■ Aim of the task
Every line below that has the string "RawParam" needs to be copied.

■ Task input

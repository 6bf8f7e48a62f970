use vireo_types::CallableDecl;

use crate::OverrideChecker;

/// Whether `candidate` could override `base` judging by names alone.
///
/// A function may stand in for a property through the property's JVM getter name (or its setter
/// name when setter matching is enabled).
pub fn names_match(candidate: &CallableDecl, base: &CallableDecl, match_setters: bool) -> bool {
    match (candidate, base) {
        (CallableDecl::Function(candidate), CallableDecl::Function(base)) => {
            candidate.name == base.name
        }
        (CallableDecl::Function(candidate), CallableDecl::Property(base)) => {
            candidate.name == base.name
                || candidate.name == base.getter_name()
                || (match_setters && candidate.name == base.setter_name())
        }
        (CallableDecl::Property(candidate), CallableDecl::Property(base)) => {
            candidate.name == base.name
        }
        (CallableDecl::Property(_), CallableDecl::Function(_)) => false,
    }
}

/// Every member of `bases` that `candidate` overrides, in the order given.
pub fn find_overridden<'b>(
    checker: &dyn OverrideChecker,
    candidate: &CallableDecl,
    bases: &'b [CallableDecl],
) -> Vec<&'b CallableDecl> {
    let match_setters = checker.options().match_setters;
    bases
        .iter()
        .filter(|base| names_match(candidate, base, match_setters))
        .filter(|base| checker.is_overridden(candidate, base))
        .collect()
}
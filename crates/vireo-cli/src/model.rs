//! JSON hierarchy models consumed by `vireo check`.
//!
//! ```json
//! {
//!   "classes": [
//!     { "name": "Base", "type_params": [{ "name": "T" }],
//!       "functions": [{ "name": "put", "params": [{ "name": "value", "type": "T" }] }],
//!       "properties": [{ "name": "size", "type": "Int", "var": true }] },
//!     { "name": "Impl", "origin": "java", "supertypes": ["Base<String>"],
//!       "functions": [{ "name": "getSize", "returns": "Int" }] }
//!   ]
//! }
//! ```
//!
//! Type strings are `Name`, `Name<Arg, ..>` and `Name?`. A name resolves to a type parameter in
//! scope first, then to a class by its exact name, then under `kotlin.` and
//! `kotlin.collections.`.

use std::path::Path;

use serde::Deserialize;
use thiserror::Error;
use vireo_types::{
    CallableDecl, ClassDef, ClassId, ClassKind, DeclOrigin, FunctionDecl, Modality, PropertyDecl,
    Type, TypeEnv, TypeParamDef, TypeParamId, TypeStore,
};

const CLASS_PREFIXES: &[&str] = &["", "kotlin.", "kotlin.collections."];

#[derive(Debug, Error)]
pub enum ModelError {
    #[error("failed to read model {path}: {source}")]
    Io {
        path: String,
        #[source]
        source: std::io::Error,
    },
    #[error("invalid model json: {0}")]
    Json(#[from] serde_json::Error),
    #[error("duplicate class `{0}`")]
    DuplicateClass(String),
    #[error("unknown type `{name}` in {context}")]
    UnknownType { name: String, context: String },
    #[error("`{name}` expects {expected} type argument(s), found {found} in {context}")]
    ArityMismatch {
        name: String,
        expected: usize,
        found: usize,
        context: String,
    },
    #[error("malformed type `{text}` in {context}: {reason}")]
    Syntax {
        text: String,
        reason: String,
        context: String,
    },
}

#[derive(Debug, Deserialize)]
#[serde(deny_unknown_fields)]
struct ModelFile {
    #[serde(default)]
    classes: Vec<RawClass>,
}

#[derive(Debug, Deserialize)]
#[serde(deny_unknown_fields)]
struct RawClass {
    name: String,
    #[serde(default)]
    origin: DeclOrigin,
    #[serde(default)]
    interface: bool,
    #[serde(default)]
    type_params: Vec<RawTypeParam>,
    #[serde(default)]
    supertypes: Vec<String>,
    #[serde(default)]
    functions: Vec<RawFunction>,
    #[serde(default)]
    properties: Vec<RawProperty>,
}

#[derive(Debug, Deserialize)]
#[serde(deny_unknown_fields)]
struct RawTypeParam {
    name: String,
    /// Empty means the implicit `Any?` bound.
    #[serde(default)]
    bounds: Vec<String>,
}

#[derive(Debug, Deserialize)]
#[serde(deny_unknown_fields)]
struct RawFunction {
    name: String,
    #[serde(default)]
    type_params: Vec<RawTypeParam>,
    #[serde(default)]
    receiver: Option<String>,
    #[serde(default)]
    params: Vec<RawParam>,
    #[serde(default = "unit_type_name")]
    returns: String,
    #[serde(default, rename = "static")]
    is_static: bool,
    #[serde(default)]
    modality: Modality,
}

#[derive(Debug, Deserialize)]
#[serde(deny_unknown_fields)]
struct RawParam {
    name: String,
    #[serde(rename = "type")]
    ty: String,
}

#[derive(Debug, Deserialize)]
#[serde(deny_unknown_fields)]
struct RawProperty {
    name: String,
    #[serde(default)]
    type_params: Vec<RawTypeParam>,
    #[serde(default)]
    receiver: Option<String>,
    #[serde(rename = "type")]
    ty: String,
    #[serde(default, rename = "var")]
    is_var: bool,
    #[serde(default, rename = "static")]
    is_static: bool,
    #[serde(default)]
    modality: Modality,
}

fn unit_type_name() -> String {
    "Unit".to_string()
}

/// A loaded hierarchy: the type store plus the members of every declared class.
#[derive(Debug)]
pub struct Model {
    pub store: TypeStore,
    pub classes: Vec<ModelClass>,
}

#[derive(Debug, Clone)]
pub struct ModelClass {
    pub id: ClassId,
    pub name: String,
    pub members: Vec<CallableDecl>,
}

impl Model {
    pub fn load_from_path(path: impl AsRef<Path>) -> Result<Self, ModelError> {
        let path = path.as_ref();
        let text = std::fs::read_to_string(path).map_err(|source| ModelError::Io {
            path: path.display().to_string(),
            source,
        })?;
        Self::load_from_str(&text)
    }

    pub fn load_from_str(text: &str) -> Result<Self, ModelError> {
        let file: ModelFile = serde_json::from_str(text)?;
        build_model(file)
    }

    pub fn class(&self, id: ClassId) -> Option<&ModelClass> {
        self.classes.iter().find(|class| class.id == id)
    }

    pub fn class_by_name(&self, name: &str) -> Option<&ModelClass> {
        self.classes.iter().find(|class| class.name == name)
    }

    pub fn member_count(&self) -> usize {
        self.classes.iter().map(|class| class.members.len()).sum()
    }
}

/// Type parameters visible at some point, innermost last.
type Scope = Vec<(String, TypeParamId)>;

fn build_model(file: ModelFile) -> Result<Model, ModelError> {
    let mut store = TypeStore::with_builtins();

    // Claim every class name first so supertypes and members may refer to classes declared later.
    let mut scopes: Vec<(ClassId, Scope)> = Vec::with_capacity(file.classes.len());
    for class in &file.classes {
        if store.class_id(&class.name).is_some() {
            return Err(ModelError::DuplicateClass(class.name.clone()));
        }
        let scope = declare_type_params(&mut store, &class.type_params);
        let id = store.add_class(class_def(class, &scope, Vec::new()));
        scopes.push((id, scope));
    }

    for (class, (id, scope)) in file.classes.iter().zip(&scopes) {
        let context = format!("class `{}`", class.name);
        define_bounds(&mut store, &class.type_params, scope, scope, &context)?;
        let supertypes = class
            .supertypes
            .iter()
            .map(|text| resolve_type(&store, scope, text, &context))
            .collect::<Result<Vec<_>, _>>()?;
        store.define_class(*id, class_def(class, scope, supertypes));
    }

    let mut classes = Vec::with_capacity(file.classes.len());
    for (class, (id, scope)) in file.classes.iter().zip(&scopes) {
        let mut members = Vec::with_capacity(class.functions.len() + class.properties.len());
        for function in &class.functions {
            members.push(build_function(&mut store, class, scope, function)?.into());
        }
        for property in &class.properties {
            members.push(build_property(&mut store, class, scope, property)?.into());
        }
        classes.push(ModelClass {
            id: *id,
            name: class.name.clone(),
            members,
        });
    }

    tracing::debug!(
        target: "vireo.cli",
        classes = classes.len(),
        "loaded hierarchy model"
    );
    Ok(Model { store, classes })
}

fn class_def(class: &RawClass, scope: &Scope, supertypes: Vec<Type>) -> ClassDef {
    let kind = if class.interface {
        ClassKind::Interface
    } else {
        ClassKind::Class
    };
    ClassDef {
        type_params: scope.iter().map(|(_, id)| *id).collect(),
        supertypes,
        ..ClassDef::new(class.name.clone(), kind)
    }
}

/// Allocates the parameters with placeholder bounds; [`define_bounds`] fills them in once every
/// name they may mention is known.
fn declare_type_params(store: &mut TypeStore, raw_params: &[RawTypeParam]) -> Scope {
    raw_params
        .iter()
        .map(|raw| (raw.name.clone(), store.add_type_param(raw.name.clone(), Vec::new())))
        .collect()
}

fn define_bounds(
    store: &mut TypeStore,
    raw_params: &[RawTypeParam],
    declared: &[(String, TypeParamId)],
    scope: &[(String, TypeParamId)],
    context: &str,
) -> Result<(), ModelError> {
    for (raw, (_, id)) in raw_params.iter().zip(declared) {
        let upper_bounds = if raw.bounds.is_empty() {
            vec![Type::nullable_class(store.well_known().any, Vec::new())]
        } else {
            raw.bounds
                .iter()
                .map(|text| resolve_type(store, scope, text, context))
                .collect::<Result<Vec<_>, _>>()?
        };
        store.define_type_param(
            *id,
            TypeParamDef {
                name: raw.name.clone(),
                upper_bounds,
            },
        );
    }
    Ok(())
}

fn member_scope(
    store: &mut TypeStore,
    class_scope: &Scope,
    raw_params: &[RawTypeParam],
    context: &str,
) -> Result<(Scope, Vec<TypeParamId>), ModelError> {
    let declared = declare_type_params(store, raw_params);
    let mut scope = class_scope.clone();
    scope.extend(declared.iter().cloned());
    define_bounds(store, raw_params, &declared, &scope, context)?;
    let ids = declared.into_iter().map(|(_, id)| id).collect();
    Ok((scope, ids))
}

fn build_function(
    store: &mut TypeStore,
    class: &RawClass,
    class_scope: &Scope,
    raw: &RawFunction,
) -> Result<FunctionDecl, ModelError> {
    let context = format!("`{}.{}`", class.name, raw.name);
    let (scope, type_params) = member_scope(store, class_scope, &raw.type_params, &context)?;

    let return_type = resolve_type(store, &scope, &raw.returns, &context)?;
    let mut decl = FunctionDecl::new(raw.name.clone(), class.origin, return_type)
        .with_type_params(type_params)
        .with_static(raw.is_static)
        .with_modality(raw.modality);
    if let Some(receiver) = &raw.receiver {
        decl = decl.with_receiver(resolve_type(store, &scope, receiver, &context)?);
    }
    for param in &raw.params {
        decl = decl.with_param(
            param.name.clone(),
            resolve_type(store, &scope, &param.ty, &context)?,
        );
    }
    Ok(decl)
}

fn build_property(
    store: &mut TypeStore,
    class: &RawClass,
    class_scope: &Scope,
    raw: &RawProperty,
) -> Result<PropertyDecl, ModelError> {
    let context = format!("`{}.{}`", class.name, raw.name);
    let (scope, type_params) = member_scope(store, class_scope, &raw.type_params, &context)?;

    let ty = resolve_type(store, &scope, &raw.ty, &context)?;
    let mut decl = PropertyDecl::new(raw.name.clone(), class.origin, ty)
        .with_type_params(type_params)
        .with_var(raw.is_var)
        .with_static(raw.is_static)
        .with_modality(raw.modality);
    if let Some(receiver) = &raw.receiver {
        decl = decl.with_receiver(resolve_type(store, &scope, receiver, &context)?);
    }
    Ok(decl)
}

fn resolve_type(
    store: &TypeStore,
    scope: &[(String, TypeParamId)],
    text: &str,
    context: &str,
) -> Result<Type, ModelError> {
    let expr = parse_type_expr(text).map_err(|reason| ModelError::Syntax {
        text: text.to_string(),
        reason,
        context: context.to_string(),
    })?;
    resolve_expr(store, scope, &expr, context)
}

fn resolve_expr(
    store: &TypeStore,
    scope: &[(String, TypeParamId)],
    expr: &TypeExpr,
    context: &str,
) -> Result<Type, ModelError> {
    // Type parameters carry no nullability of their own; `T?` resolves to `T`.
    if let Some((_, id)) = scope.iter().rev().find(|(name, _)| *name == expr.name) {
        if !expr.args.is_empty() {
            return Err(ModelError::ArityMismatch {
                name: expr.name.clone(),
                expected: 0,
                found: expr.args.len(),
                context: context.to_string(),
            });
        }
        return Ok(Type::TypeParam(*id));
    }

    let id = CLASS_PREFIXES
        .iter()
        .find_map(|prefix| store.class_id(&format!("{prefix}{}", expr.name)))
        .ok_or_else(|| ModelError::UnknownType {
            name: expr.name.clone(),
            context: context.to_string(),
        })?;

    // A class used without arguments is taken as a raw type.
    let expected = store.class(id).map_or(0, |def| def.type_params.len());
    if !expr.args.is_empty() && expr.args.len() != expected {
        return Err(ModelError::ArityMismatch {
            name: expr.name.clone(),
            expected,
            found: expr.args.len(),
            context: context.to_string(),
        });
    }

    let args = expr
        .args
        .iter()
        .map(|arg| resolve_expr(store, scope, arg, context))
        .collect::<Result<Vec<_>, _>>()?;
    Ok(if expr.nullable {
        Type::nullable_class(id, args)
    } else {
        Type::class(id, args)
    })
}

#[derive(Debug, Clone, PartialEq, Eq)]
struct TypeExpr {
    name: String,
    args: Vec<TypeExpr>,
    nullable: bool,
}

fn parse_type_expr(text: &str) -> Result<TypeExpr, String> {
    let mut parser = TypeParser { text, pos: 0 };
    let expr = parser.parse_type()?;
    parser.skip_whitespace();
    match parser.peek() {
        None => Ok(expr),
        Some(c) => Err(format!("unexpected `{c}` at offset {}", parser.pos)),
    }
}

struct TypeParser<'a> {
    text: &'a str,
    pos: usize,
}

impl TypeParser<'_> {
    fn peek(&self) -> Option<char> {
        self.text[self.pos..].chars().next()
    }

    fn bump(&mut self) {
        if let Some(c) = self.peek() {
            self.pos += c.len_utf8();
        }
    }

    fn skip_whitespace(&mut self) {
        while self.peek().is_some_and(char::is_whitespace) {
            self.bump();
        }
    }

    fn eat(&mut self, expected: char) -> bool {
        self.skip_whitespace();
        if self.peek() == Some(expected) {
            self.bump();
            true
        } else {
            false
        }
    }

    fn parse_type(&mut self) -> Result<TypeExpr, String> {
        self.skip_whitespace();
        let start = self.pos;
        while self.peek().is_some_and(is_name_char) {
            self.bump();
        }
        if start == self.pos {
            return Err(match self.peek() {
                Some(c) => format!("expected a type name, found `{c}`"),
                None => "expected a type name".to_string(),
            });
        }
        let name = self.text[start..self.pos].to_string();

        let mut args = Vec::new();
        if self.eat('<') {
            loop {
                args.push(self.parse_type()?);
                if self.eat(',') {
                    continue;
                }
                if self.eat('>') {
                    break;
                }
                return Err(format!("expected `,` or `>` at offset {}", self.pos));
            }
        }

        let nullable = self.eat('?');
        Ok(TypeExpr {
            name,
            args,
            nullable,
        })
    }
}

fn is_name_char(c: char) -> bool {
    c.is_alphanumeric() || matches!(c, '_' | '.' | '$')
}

■ Response
    params: Vec<RawParam>,
struct RawParam {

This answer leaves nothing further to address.